━━━ Record extracts
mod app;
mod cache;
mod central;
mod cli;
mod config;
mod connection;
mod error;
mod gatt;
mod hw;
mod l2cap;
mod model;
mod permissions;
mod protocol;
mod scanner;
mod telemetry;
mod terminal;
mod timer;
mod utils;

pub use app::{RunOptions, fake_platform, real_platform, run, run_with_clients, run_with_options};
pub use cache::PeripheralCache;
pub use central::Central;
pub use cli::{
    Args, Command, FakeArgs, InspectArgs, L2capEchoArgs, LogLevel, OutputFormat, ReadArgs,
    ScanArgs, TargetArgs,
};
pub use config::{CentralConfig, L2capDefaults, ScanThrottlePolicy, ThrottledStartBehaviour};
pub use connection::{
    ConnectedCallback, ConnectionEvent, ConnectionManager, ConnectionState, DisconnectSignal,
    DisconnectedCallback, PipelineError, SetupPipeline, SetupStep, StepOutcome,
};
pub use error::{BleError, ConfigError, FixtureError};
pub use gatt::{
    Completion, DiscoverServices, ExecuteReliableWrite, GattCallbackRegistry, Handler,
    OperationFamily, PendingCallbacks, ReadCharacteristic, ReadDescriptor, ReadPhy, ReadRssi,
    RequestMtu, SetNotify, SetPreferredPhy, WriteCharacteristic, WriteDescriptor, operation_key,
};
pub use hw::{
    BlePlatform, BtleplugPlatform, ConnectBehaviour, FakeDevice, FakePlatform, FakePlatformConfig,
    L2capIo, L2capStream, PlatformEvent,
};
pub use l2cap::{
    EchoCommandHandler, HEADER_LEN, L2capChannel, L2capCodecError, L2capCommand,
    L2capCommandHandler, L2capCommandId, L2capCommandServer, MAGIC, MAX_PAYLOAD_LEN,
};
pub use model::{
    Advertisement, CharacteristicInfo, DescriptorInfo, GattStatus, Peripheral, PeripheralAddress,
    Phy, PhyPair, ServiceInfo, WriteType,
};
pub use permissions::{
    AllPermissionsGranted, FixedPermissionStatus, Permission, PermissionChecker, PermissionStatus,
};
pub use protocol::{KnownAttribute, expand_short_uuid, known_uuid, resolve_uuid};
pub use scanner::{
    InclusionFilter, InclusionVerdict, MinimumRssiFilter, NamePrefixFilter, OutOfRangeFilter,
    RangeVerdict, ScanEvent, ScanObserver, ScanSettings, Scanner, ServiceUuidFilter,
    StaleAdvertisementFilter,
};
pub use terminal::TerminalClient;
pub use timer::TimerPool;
━━━━━━
● **How to complete this task**
If a line in the records holds the string "protocol", copy it.

● **Exercise answer**
mod protocol;
pub use protocol::{KnownAttribute, expand_short_uuid, known_uuid, resolve_uuid};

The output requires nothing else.